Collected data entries
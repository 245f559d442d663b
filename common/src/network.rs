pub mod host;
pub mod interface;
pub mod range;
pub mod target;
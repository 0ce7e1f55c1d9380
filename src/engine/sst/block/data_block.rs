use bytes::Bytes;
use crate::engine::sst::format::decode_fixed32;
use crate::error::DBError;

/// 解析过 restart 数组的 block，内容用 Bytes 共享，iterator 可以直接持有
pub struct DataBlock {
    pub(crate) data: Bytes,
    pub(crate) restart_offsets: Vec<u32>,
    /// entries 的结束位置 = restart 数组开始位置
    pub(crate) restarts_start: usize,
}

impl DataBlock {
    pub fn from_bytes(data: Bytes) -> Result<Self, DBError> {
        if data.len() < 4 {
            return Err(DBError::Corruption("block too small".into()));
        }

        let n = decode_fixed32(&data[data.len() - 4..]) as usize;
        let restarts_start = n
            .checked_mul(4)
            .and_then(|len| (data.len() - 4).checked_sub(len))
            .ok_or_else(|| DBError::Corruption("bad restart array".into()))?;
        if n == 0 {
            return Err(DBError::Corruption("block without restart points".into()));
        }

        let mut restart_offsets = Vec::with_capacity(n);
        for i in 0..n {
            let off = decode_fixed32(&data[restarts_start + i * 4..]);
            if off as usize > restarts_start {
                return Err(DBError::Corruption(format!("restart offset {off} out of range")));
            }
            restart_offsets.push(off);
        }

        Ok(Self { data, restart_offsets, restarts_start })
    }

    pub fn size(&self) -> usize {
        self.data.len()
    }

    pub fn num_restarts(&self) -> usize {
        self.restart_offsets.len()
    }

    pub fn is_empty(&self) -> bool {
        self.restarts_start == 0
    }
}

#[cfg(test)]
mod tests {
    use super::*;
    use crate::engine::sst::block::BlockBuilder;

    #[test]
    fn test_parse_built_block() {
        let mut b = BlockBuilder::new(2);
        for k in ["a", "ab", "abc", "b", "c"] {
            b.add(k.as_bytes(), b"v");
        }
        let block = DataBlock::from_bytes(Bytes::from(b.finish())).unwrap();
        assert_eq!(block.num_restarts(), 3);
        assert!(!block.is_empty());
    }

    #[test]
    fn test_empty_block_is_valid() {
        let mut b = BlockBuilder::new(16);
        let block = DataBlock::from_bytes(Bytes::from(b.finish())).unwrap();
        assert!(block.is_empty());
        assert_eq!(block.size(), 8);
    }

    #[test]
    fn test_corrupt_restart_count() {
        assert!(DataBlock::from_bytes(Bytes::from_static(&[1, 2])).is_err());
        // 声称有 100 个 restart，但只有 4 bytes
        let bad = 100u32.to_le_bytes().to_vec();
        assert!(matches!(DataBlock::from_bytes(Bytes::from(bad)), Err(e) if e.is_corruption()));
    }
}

Aim of the exercise
Exactly the lines from the one containing "Err(e) if e.is_corruption()));" through the end of the records should be reproduced, and no others.

Result
        assert!(matches!(DataBlock::from_bytes(Bytes::from(bad)), Err(e) if e.is_corruption()));
    }
}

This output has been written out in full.